I have been working in the IT industry for two decades now, starting as an intern at Picker International – a medical imaging company. I’ve dedicated the last 17 years of my corporate life to a large software company.
Like many other sectors, IT has seen a fair share of down turns, starting with the dot-com bust, followed by the general decline resulting from the Great Recession. Within the industry itself, new technologies and platforms have led to many a casualty. Every little technology storm devours some small boats and occasionally, an ocean liner.
The work culture has undergone major changes as well. From an office-centric culture to “work from home” and now back to “collaboration”, it has come a full circle.
Staffing and resourcing has always been a challenge in this sector. Most software development projects require highly skilled computer programmers.

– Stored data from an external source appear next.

//! End-to-end generation over in-memory Go sources
//!
//! Each test writes a small `km.toml`, registers the Go files it names with a `MemoryLoader`, and
//! checks the generated `km_gen.go` text.

use kmgen::config::Config;
use kmgen::emit::FileHeader;
use kmgen::format_go_source;
use kmgen::generator::{GenerateError, GeneratedArtifact, process_group};
use kmgen::jobs::plan_groups;
use kmgen::loader::MemoryLoader;

const MODULE: &str = "github.com/acme/app";

fn config(style: &str, mappings: &str) -> Config {
    let text = format!("[settings]\nstyle = \"{style}\"\nmodule = \"{MODULE}\"\n\n{mappings}");
    let config = Config::from_toml_str(&text).unwrap();
    config.validate().unwrap();
    config
}

fn mapping(source: (&str, &str), destination: (&str, &str), extra: &str) -> String {
    format!(
        "[[mappings]]\n[mappings.source]\nname = \"{}\"\npath = \"{}\"\n[[mappings.destination]]\nname = \"{}\"\npath = \"{}\"\n{extra}\n",
        source.0, source.1, destination.0, destination.1
    )
}

fn run(config: &Config, loader: &MemoryLoader, header: Option<FileHeader>) -> Vec<Result<GeneratedArtifact, GenerateError>> {
    let settings = config.generator_settings(header).unwrap();
    plan_groups(config)
        .iter()
        .map(|group| process_group(group, loader, &settings))
        .collect()
}

/// The text of the only artifact of the batch.
fn generate(config: &Config, loader: &MemoryLoader) -> String {
    let mut results = run(config, loader, None);
    assert_eq!(results.len(), 1, "expected one work group");
    let artifact = results.remove(0).unwrap();
    artifact.text().into_owned()
}

// ============================================================================
// Same package
// ============================================================================

#[test]
fn test_same_package_different_files() {
    let loader = MemoryLoader::new()
        .with_source("p/p.go", "package p\n\ntype P struct {\n\ta int\n\tB string\n}\n")
        .with_source("p/k.go", "package p\n\ntype K struct {\n\ta int\n\tB string\n}\n");
    let config = config("value", &mapping(("P", "p/p.go"), ("K", "p/k.go"), ""));

    let out = generate(&config, &loader);
    assert!(out.contains("func (dest K) FromP(src P) K {\n\tdest.a = src.a\n\tdest.B = src.B\n\treturn dest\n}"));
    assert_eq!(
        out,
        "package p\n\nfunc (dest K) FromP(src P) K {\n\tdest.a = src.a\n\tdest.B = src.B\n\treturn dest\n}\n"
    );
}

#[test]
fn test_same_package_same_file() {
    let loader = MemoryLoader::new().with_source(
        "p.go",
        "package p\n\ntype P struct {\n\ta int\n\tB string\n}\n\ntype K struct {\n\ta int\n\tB string\n}\n",
    );
    let config = config("", &mapping(("P", "p.go"), ("K", "p.go"), ""));

    let results = run(&config, &loader, None);
    let artifact = results[0].as_ref().unwrap();
    assert_eq!(artifact.path, "km_gen.go");
    assert!(artifact.text().contains("\tdest.a = src.a\n\tdest.B = src.B\n\treturn dest\n"));
}

#[test]
fn test_ignored_field_is_omitted() {
    let loader = MemoryLoader::new().with_source(
        "p/p.go",
        "package p\n\ntype P struct {\n\ta int\n\tB string\n}\n\ntype K struct {\n\ta int\n\tB string\n}\n",
    );
    let config = config("value", &mapping(("P", "p/p.go"), ("K", "p/p.go"), "ignore = [\"B\"]"));

    let out = generate(&config, &loader);
    assert!(!out.contains("dest.B"));
    assert!(out.contains("func (dest K) FromP(src P) K {\n\tdest.a = src.a\n\treturn dest\n}"));
}

#[test]
fn test_alias_copies_from_renamed_field() {
    let loader = MemoryLoader::new().with_source(
        "p/p.go",
        "package p\n\ntype P struct {\n\ta int\n\tB string\n}\n\ntype K struct {\n\ta int\n\tC string\n}\n",
    );
    let config = config("value", &mapping(("P", "p/p.go"), ("K", "p/p.go"), "map = { C = \"B\" }"));

    let out = generate(&config, &loader);
    assert!(out.contains("func (dest K) FromP(src P) K {\n\tdest.a = src.a\n\tdest.C = src.B\n\treturn dest\n}"));
}

#[test]
fn test_casts_nested_records_and_promoted_fields() {
    let loader = MemoryLoader::new().with_source(
        "model/model.go",
        r#"package model

type Base struct {
	ID int64
}

type Row struct {
	Base
	Count int32
	Meta  struct {
		Value string
		Extra int
	}
	Flags []string
}

type Model struct {
	ID    int64
	Count int
	Meta  struct {
		Value string
	}
	Flags []byte
}
"#,
    );
    let config = config("pointer", &mapping(("Row", "model/model.go"), ("Model", "model/model.go"), ""));

    insta::assert_snapshot!(generate(&config, &loader), @r###"
package model

func (dest *Model) FromRow(src Row) {
	dest.ID = src.Base.ID
	dest.Count = int(src.Count)
	dest.Meta.Value = src.Meta.Value
}
"###);
}

// ============================================================================
// Across packages
// ============================================================================

#[test]
fn test_different_packages_qualify_source_and_drop_unexported() {
    let loader = MemoryLoader::new()
        .with_source("p/p.go", "package p\n\ntype P struct {\n\ta int\n\tB string\n}\n")
        .with_source("test/k.go", "package k\n\ntype K struct {\n\ta int\n\tB string\n}\n");
    let config = config("value", &mapping(("P", "p/p.go"), ("K", "test/k.go"), ""));

    insta::assert_snapshot!(generate(&config, &loader), @r###"
package k

import (
	"github.com/acme/app/p"
)

func (dest K) FromP(src p.P) K {
	dest.B = src.B
	return dest
}
"###);
}

#[test]
fn test_unexported_embedded_destination_assigns_promoted_fields() {
    let loader = MemoryLoader::new()
        .with_source("p/p.go", "package p\n\ntype P struct {\n\tID int\n\tTitle string\n}\n")
        .with_source(
            "test/k.go",
            "package k\n\ntype base struct {\n\tID int\n\tname string\n}\n\ntype K struct {\n\tbase\n\tTitle string\n}\n",
        );
    let config = config("value", &mapping(("P", "p/p.go"), ("K", "test/k.go"), ""));

    insta::assert_snapshot!(generate(&config, &loader), @r###"
package k

import (
	"github.com/acme/app/p"
)

func (dest K) FromP(src p.P) K {
	dest.ID = src.ID
	dest.Title = src.Title
	return dest
}
"###);
}

const META_SOURCE: &str = "package p\n\ntype P struct {\n\ta int\n\tB string\n\tMeta MetaData\n}\n\ntype MetaData struct{}\n";

#[test]
fn test_destination_field_qualified_with_imported_source_package() {
    let loader = MemoryLoader::new().with_source("bli/p.go", META_SOURCE).with_source(
        "bla/l.go",
        "package l\n\nimport \"github.com/acme/app/bli\"\n\ntype L struct {\n\ta int\n\tB string\n\tMeta p.MetaData\n}\n",
    );
    let config = config("value", &mapping(("P", "bli/p.go"), ("L", "bla/l.go"), ""));

    let out = generate(&config, &loader);
    assert!(out.contains("func (dest L) FromP(src p.P) L {\n\tdest.B = src.B\n\tdest.Meta = src.Meta\n\treturn dest\n}"));
}

#[test]
fn test_destination_field_qualified_with_unrelated_package() {
    let loader = MemoryLoader::new().with_source("bli/p.go", META_SOURCE).with_source(
        "bla/l.go",
        "package l\n\nimport p \"github.com/acme/app/x\"\n\ntype L struct {\n\ta int\n\tB string\n\tMeta p.MetaData\n}\n",
    );
    let config = config("value", &mapping(("P", "bli/p.go"), ("L", "bla/l.go"), ""));

    let out = generate(&config, &loader);
    assert!(out.contains("func (dest L) FromP(src p.P) L {\n\tdest.B = src.B\n\treturn dest\n}"));
}

#[test]
fn test_source_field_qualified_with_destination_package() {
    let destination = "package l\n\ntype L struct {\n\ta int\n\tB string\n\tMeta MetaData\n}\n\ntype MetaData struct{}\n";
    let loader = MemoryLoader::new()
        .with_source(
            "bli/file.go",
            "package p\n\nimport \"github.com/acme/app/bla\"\n\ntype P struct {\n\ta int\n\tB string\n\tMeta l.MetaData\n}\n",
        )
        .with_source("bla/file.go", destination);
    let config = config("value", &mapping(("P", "bli/file.go"), ("L", "bla/file.go"), ""));
    let out = generate(&config, &loader);
    assert!(out.contains("\tdest.B = src.B\n\tdest.Meta = src.Meta\n\treturn dest\n"));

    let loader = MemoryLoader::new()
        .with_source(
            "bli/file.go",
            "package p\n\nimport \"github.com/acme/app/blo\"\n\ntype P struct {\n\ta int\n\tB string\n\tMeta l.MetaData\n}\n",
        )
        .with_source("bla/file.go", destination);
    let out = generate(&config, &loader);
    assert!(out.contains("func (dest L) FromP(src p.P) L {\n\tdest.B = src.B\n\treturn dest\n}"));
}

// ============================================================================
// Map shapes and plugins
// ============================================================================

#[test]
fn test_typed_map_source_uses_guarded_assertions() {
    let loader = MemoryLoader::new().with_source(
        "data/data.go",
        "package data\n\ntype Bag map[string]any\n\ntype Raw = Bag\n\ntype S struct {\n\tField1 string\n\tField2 int\n}\n",
    );
    let config = config("value", &mapping(("Raw", "data/data.go"), ("S", "data/data.go"), "map = { Field2 = \"field_2\" }"));

    insta::assert_snapshot!(generate(&config, &loader), @r###"
package data

func (dest S) FromRaw(src Raw) S {
	if v, ok := src["Field1"].(string); ok {
		dest.Field1 = v
	}
	if v, ok := src["field_2"].(int); ok {
		dest.Field2 = v
	}
	return dest
}
"###);
}

#[test]
fn test_struct_into_map_destination() {
    let loader = MemoryLoader::new().with_source(
        "data/data.go",
        "package data\n\ntype S struct {\n\tField1 string\n\tfield2 int\n\tSecret string\n}\n\ntype M map[string]any\n",
    );
    let config = config("standalone", &mapping(("S", "data/data.go"), ("M", "data/data.go"), "ignore = [\"Secret\"]"));

    insta::assert_snapshot!(generate(&config, &loader), @r###"
package data

func MFromS(dest M, src S) M {
	dest["Field1"] = src.Field1
	dest["field2"] = src.field2
	return dest
}
"###);
}

#[test]
fn test_plugins_render_into_source_directory() {
    let loader = MemoryLoader::new().with_source(
        "bank/account.go",
        "package bank\n\ntype Account struct {\n\tID int64\n\towner string\n\tTags []string\n}\n",
    );
    let config = config(
        "pointer",
        "[[mappings]]\nplugins = [\"ToMap\", \"FromMap\"]\n[mappings.source]\nname = \"Account\"\npath = \"bank/account.go\"\n",
    );

    insta::assert_snapshot!(generate(&config, &loader), @r###"
package bank

func (dest *Account) ToMap() map[string]any {
	result := make(map[string]any)
	result["ID"] = dest.ID
	result["Tags"] = dest.Tags
	return result
}

func (dest *Account) FromMap(src map[string]any) {
	if v, ok := src["ID"].(int64); ok {
		dest.ID = v
	}
	if v, ok := src["Tags"].([]string); ok {
		dest.Tags = v
	}
}
"###);
}

#[test]
fn test_from_map_spells_literal_and_qualified_field_types() {
    let loader = MemoryLoader::new().with_source(
        "event/event.go",
        r#"package event

import (
	"time"
)

type Event struct {
	Name   string
	At     time.Time
	Inline struct {
		Count int
		Label string
	}
	Hook interface{ Fire() error }
}
"#,
    );
    let config = config(
        "value",
        "[[mappings]]\nplugins = [\"FromMap\"]\n[mappings.source]\nname = \"Event\"\npath = \"event/event.go\"\n",
    );

    let out = generate(&config, &loader);
    insta::assert_snapshot!(out, @r###"
package event

import (
	"time"
)

func (dest Event) FromMap(src map[string]any) Event {
	if v, ok := src["Name"].(string); ok {
		dest.Name = v
	}
	if v, ok := src["At"].(time.Time); ok {
		dest.At = v
	}
	if v, ok := src["Inline"].(struct{Count int; Label string}); ok {
		dest.Inline = v
	}
	if v, ok := src["Hook"].(interface{Fire() error}); ok {
		dest.Hook = v
	}
	return dest
}
"###);
    assert_eq!(format_go_source(&out).unwrap(), out);
}

#[test]
fn test_map_source_imports_packages_of_asserted_types() {
    let loader = MemoryLoader::new().with_source(
        "data/data.go",
        "package data\n\nimport \"github.com/google/uuid\"\n\ntype Bag map[string]any\n\ntype S struct {\n\tID   uuid.UUID\n\tTags []string\n}\n",
    );
    let config = config("value", &mapping(("Bag", "data/data.go"), ("S", "data/data.go"), ""));

    let out = generate(&config, &loader);
    insta::assert_snapshot!(out, @r###"
package data

import (
	"github.com/google/uuid"
)

func (dest S) FromBag(src Bag) S {
	if v, ok := src["ID"].(uuid.UUID); ok {
		dest.ID = v
	}
	if v, ok := src["Tags"].([]string); ok {
		dest.Tags = v
	}
	return dest
}
"###);
    assert_eq!(format_go_source(&out).unwrap(), out);
}

// ============================================================================
// Groups and headers
// ============================================================================

#[test]
fn test_group_shares_one_import_block_and_header() {
    let loader = MemoryLoader::new()
        .with_source("db/row.go", "package db\n\ntype Row struct {\n\tID int\n\tEmail string\n}\n")
        .with_source("api/req.go", "package api\n\ntype Req struct {\n\tEmail string\n}\n")
        .with_source("user/user.go", "package user\n\ntype User struct {\n\tID int\n\tEmail string\n}\n")
        .with_source("user/profile.go", "package user\n\ntype Profile struct {\n\tID int\n\tEmail string\n}\n");
    let mappings = [
        mapping(("Row", "db/row.go"), ("User", "user/user.go"), ""),
        mapping(("Req", "api/req.go"), ("User", "user/user.go"), ""),
        mapping(("Row", "db/row.go"), ("Profile", "user/profile.go"), "ignore = [\"ID\"]"),
    ]
    .concat();
    let config = config("value", &mappings);

    let header = FileHeader::new("2026-03-01T12:30:00Z", "0.3.0");
    let results = run(&config, &loader, Some(header));
    let artifact = results[0].as_ref().unwrap();
    assert_eq!(artifact.path, "user/km_gen.go");
    insta::assert_snapshot!(artifact.text(), @r###"
// Code generated by kmgen; DO NOT EDIT.
// Generated at: 2026-03-01T12:30:00Z
// kmgen version: 0.3.0

package user

import (
	"github.com/acme/app/api"
	"github.com/acme/app/db"
)

func (dest User) FromRow(src db.Row) User {
	dest.ID = src.ID
	dest.Email = src.Email
	return dest
}

func (dest User) FromReq(src api.Req) User {
	dest.Email = src.Email
	return dest
}

func (dest Profile) FromRow(src db.Row) Profile {
	dest.Email = src.Email
	return dest
}
"###);
}

#[test]
fn test_missing_type_fails_only_its_group() {
    let loader = MemoryLoader::new()
        .with_source("p/p.go", "package p\n\ntype P struct {\n\tB string\n}\n")
        .with_source("k/k.go", "package k\n\ntype S struct {\n\tB string\n}\n")
        .with_source("q/q.go", "package q\n\ntype Q struct {\n\tB string\n}\n");
    let mappings = [
        mapping(("P", "p/p.go"), ("K", "k/k.go"), ""),
        mapping(("P", "p/p.go"), ("Q", "q/q.go"), ""),
    ]
    .concat();
    let config = config("value", &mappings);

    let results = run(&config, &loader, None);
    assert_eq!(results.len(), 2);
    match &results[0] {
        Err(err @ GenerateError::TypeNotFound { .. }) => {
            assert_eq!(err.to_string(), "k/k.go: type(K): specified type not found");
        }
        other => panic!("expected TypeNotFound, got {other:?}"),
    }
    assert_eq!(results[1].as_ref().unwrap().path, "q/km_gen.go");
}

#[test]
fn test_syntax_error_is_a_load_error() {
    let loader = MemoryLoader::new()
        .with_source("p/p.go", "package p\n\ntype P struct {\n\tB \"oops\n}\n")
        .with_source("k/k.go", "package k\n\ntype K struct {\n\tB string\n}\n");
    let config = config("value", &mapping(("P", "p/p.go"), ("K", "k/k.go"), ""));
    let results = run(&config, &loader, None);
    assert!(matches!(results[0], Err(GenerateError::SourceLoad(_))));
}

It clearly requires analytical and systematic thinking to put together thousands of lines of code that perform automated tasks.

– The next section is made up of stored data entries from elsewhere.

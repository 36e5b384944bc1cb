//! Normalized field model shared by the extractor, matcher and emitter.
//!
//! A [`TypeModel`] is what kmgen knows about one named Go type once its declaration has been read:
//! the package it lives in, its fields in declaration order, and whether it is a record, a map or
//! something opaque. Nothing here refers back to the syntax tree, so matching and emission can be
//! tested with hand-built field lists.

use std::fmt;

use kmgen_core::lang::basic_types::{self, BasicTypeId};
use kmgen_syntax::ast::TypeExpr;

use crate::qualify;

/// Normalized spelling of a Go type expression (`int`, `*T`, `map[string]any`, `p.Meta`, ...).
///
/// Two signatures are the same type, for kmgen's purposes, when their spellings are equal.
#[derive(Debug, Clone, PartialEq, Eq, Hash, PartialOrd, Ord)]
pub struct TypeSignature(String);

impl TypeSignature {
    pub fn new(spelling: impl Into<String>) -> Self {
        Self(spelling.into())
    }

    pub fn as_str(&self) -> &str {
        &self.0
    }

    /// `true` for an anonymous struct literal such as `struct{Value string}`.
    pub fn is_anonymous_struct(&self) -> bool {
        self.0.starts_with("struct{")
    }

    /// The predeclared basic type this signature names, if any.
    pub fn basic_kind(&self) -> Option<BasicTypeId> {
        basic_types::from_str(&self.0)
    }

    /// Remove every `pkg.` qualifier from the signature (`[]p.Meta` becomes `[]Meta` for `p`).
    pub fn strip_qualifier(&self, package: &str) -> TypeSignature {
        TypeSignature(qualify::strip_qualifier(&self.0, package))
    }
}

impl fmt::Display for TypeSignature {
    fn fmt(&self, f: &mut fmt::Formatter<'_>) -> fmt::Result {
        f.write_str(&self.0)
    }
}

impl From<&TypeExpr> for TypeSignature {
    fn from(ty: &TypeExpr) -> Self {
        TypeSignature(ty.to_string())
    }
}

impl From<&str> for TypeSignature {
    fn from(s: &str) -> Self {
        TypeSignature(s.to_string())
    }
}

/// One field of a record (or a `key`/`value` pseudo field of a map).
///
/// ## Notes
/// - `children` is `Some` when the field's type is a record kmgen could see into: an embedded
///   same-file struct, a named same-file struct, or an anonymous struct literal.
/// - An embedded field is named after its type (`*pkg.Base` is named `Base`).
#[derive(Debug, Clone, PartialEq, Eq)]
pub struct Field {
    pub name: String,
    pub ty: TypeSignature,
    pub children: Option<Vec<Field>>,
    pub embedded: bool,
}

impl Field {
    pub fn new(name: impl Into<String>, ty: impl Into<TypeSignature>) -> Self {
        Self {
            name: name.into(),
            ty: ty.into(),
            children: None,
            embedded: false,
        }
    }

    pub fn with_children(mut self, children: Vec<Field>) -> Self {
        self.children = Some(children);
        self
    }

    pub fn embedded(mut self) -> Self {
        self.embedded = true;
        self
    }

    /// Go visibility: an identifier is exported when it starts with an upper-case letter.
    pub fn is_exported(&self) -> bool {
        is_exported(&self.name)
    }

    pub fn is_record(&self) -> bool {
        self.children.is_some()
    }
}

impl From<String> for TypeSignature {
    fn from(s: String) -> Self {
        TypeSignature(s)
    }
}

pub fn is_exported(name: &str) -> bool {
    name.chars().next().is_some_and(char::is_uppercase)
}

/// What a named type turned out to be once aliases were followed.
#[derive(Debug, Clone, Copy, PartialEq, Eq)]
pub enum TypeShape {
    Record,
    /// A map type; the model carries `key` and `value` pseudo fields.
    Map,
    /// Anything else (`type ID int`, a type declared in another file, ...). No fields.
    Opaque,
}

/// The extracted model of one named type.
#[derive(Debug, Clone, PartialEq, Eq)]
pub struct TypeModel {
    pub package: String,
    pub name: String,
    pub fields: Vec<Field>,
    pub shape: TypeShape,
}

impl TypeModel {
    pub fn is_map_type(&self) -> bool {
        self.shape == TypeShape::Map
    }

    pub fn field(&self, name: &str) -> Option<&Field> {
        self.fields.iter().find(|f| f.name == name)
    }
}

#[cfg(test)]
mod tests {
    use super::*;

    #[test]
    fn test_exported_follows_first_letter() {
        assert!(Field::new("Name", "string").is_exported());
        assert!(!Field::new("name", "string").is_exported());
        assert!(!Field::new("_", "int").is_exported());
        assert!(Field::new("Ünicode", "int").is_exported());
    }

    #[test]
    fn test_signature_helpers() {
        assert!(TypeSignature::from("struct{Value string}").is_anonymous_struct());
        assert!(!TypeSignature::from("*struct{}").is_anonymous_struct());
        assert_eq!(TypeSignature::from("int64").basic_kind(), Some(BasicTypeId::Int64));
        assert_eq!(TypeSignature::from("p.Meta").basic_kind(), None);
        assert_eq!(
            TypeSignature::from("map[string]p.Meta").strip_qualifier("p").as_str(),
            "map[string]Meta"
        );
    }
}
//! Canonical layout for generated Go source
//!
//! The emitter builds text with a [`FormatWriter`]; before it is written out the whole file goes
//! through [`format_go_source`], which normalizes it to gofmt conventions for the statement subset
//! kmgen produces:
//! - tab indentation by block depth, one statement per line
//! - at most one blank line, none at the start or end of a block
//! - one blank line between top-level declarations
//! - import specs sorted and de-duplicated, single trailing newline

mod config;
mod formatter;
mod writer;

pub use config::FormatConfig;
pub use formatter::Formatter;
pub use writer::FormatWriter;

use thiserror::Error;

/// The text could not be laid out; callers fall back to the unformatted text.
#[derive(Debug, Clone, PartialEq, Eq, Error)]
pub enum FormatError {
    #[error("cannot format generated source: {message} at {line}:{column}")]
    Lex { message: String, line: usize, column: usize },
    #[error("cannot format generated source: unbalanced '{delimiter}' at {line}:{column}")]
    Unbalanced { delimiter: String, line: usize, column: usize },
}

/// Format Go source with default settings
pub fn format_go_source(source: &str) -> Result<String, FormatError> {
    format_go_source_with_config(source, FormatConfig::default())
}

/// Format Go source with custom configuration
pub fn format_go_source_with_config(source: &str, config: FormatConfig) -> Result<String, FormatError> {
    Formatter::new(source, config).format()
}

/// Check if source is already in canonical layout
pub fn check_formatted(source: &str) -> Result<bool, FormatError> {
    Ok(format_go_source(source)? == source)
}
//! Reading and parsing the Go files named by the configuration.
//!
//! A [`SourceLoader`] turns a configured path into a parsed [`SourceFile`]. [`FsLoader`] reads
//! relative to the configuration directory and caches each file once per run, so a source shared
//! by many mappings is parsed once even when several workers ask for it. [`MemoryLoader`] serves
//! fixed text and is what the tests use.

use std::collections::HashMap;
use std::fs;
use std::path::{Path, PathBuf};
use std::sync::{Arc, Mutex, MutexGuard};

use kmgen_syntax::ast::SourceFile;
use kmgen_syntax::diagnostics::SyntaxError;
use kmgen_syntax::parser;
use thiserror::Error;

#[derive(Debug, Error)]
pub enum LoadError {
    #[error("cannot read '{path}': {source}")]
    Io {
        path: String,
        #[source]
        source: std::io::Error,
    },
    #[error("cannot parse '{path}': {}", first_message(.errors))]
    Syntax {
        path: String,
        /// Full text, kept so callers can render the errors with context.
        source_text: String,
        errors: Vec<SyntaxError>,
    },
    #[error("no source registered for '{0}'")]
    NotFound(String),
}

fn first_message(errors: &[SyntaxError]) -> String {
    match errors {
        [] => "invalid source".to_string(),
        [only] => only.to_string(),
        [first, rest @ ..] => format!("{first} (and {} more)", rest.len()),
    }
}

/// Capability to obtain parsed files; shared across scheduler workers.
pub trait SourceLoader: Send + Sync {
    fn load(&self, path: &str) -> Result<Arc<SourceFile>, LoadError>;
}

fn parse_text(path: &str, text: String) -> Result<SourceFile, LoadError> {
    parser::parse_source(&text).map_err(|errors| LoadError::Syntax {
        path: path.to_string(),
        source_text: text,
        errors,
    })
}

/// Place a configured path under `root`; rooted paths (`/p.go`) are taken relative to it too.
pub fn below_root(root: &Path, path: &str) -> PathBuf {
    root.join(path.trim_start_matches(['/', '\\']))
}

type Cache = HashMap<String, Arc<SourceFile>>;

fn lock(cache: &Mutex<Cache>) -> MutexGuard<'_, Cache> {
    // A panicking worker cannot leave a half-inserted entry behind.
    cache.lock().unwrap_or_else(|poisoned| poisoned.into_inner())
}

/// Loads files from disk relative to `root`.
#[derive(Debug)]
pub struct FsLoader {
    root: PathBuf,
    cache: Mutex<Cache>,
}

impl FsLoader {
    pub fn new(root: impl Into<PathBuf>) -> Self {
        Self {
            root: root.into(),
            cache: Mutex::new(HashMap::new()),
        }
    }
}

impl SourceLoader for FsLoader {
    fn load(&self, path: &str) -> Result<Arc<SourceFile>, LoadError> {
        if let Some(file) = lock(&self.cache).get(path) {
            return Ok(Arc::clone(file));
        }

        let full = below_root(&self.root, path);
        tracing::debug!(path = %full.display(), "parsing source file");
        let text = fs::read_to_string(&full).map_err(|source| LoadError::Io {
            path: path.to_string(),
            source,
        })?;
        let file = Arc::new(parse_text(path, text)?);

        // Two workers may race on the same path; keep whichever landed first.
        let mut cache = lock(&self.cache);
        Ok(Arc::clone(cache.entry(path.to_string()).or_insert(file)))
    }
}

/// Serves sources registered up front.
#[derive(Debug, Default)]
pub struct MemoryLoader {
    sources: HashMap<String, String>,
    cache: Mutex<Cache>,
}

impl MemoryLoader {
    pub fn new() -> Self {
        Self::default()
    }

    pub fn with_source(mut self, path: impl Into<String>, text: impl Into<String>) -> Self {
        self.sources.insert(path.into(), text.into());
        self
    }
}

impl SourceLoader for MemoryLoader {
    fn load(&self, path: &str) -> Result<Arc<SourceFile>, LoadError> {
        if let Some(file) = lock(&self.cache).get(path) {
            return Ok(Arc::clone(file));
        }
        let text = self
            .sources
            .get(path)
            .ok_or_else(|| LoadError::NotFound(path.to_string()))?;
        let file = Arc::new(parse_text(path, text.clone())?);
        let mut cache = lock(&self.cache);
        Ok(Arc::clone(cache.entry(path.to_string()).or_insert(file)))
    }
}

Traditionally, industries have production cycles for all products. The cycle is fairly straightforward – design, plan, build, test and release. That’s true for software as well. There may be more cycles in a year in this industry owing to tremendous competition and the sheer nature of technology. But in essence that’s what the cycle is.

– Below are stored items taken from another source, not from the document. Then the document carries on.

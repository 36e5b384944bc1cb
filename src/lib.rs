#![forbid(unsafe_code)]
//! kmgen: declarative struct-to-struct mapper generator for Go
//!
//! A `km.toml` names source and destination struct types in Go files. kmgen reads those files,
//! matches fields by name, alias and type, and writes one `km_gen.go` per destination directory
//! holding the conversion functions.
//!
//! Pipeline: [`config`] → [`jobs`] (work groups per output directory) → [`scheduler`] (worker
//! pool) → [`generator`] ([`extract`] → [`matcher`] → [`emit`] → [`format`]) → [`persist`].
//!
//! ## Panic Policy
//!
//! This codebase follows explicit error handling:
//!
//! - **Production code**: Use `Result` or `Option` with `?` / `ok_or` / `map_err`. The `cli` module enforces
//!   `#![deny(clippy::unwrap_used)]`.
//!
//! - **Test code**: `.unwrap()` and `.expect()` are acceptable in tests.
//!
//! - **Worker threads**: a group error is reported on the scheduler's error channel, never by unwinding.

pub mod cli;
pub mod config;
pub mod conversions;
pub mod emit;
pub mod extract;
pub mod format;
pub mod generator;
pub mod jobs;
pub mod loader;
pub mod matcher;
pub mod model;
pub mod persist;
pub mod qualify;
pub mod scheduler;
pub mod schema;
pub mod version;

pub use config::{Config, ConfigError};
pub use emit::{FileHeader, Plugin, Style};
pub use format::{FormatConfig, check_formatted, format_go_source, format_go_source_with_config};
pub use generator::{GENERATED_FILE_NAME, GenerateError, GeneratedArtifact, GeneratorSettings, process_group};
pub use jobs::{Job, WorkGroup, plan_groups};
pub use scheduler::{BatchReport, Scheduler};
//! Go language vocabulary registries.
//!
//! Callers work with **stable IDs** (`KeywordId`, `OperatorId`, `PunctuationId`, `BasicTypeId`) and look
//! up spellings/metadata via const registry tables instead of scattering string comparisons through
//! the lexer, matcher and emitter.
//!
//! ## Examples
//! ```rust
//! use kmgen_core::lang::keywords::{self, KeywordId};
//!
//! assert_eq!(keywords::from_str("struct"), Some(KeywordId::Struct));
//! assert_eq!(keywords::as_str(KeywordId::Map), "map");
//! ```

pub mod basic_types;
pub mod keywords;
pub mod operators;
pub mod punctuation;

Lately a rather disturbing trend has emerged. Rapid cycles. Perhaps it’s related to the advent of the much touted ‘Agile’ development methodology. Perhaps it’s just that this is part of the shake-off that keeps happening in any industry from time to time. Perhaps it’s the inherent need of the current generation to always crave for novelty. But there seems to be an unnecessary rush to turn out release after product release.
This is counter-productive on several counts. Quick turnaround does not necessarily mean putting out a great product. It shifts the focus from the product onto dates, which is a disaster to begin with. It puts unnecessary strain on systems – which never get updated thanks to the constant release processes. It also results in developer fatigue. Yes, that’s a real thing. At the end it becomes an exercise in futility, and a promotional vehicle for product management to go to the executives and say “we’re still relevant”.
Hopefully this will eventually stop and some sanity will return where the product and its quality are at the forefront. The character of the software industry will be revealed in the next few years.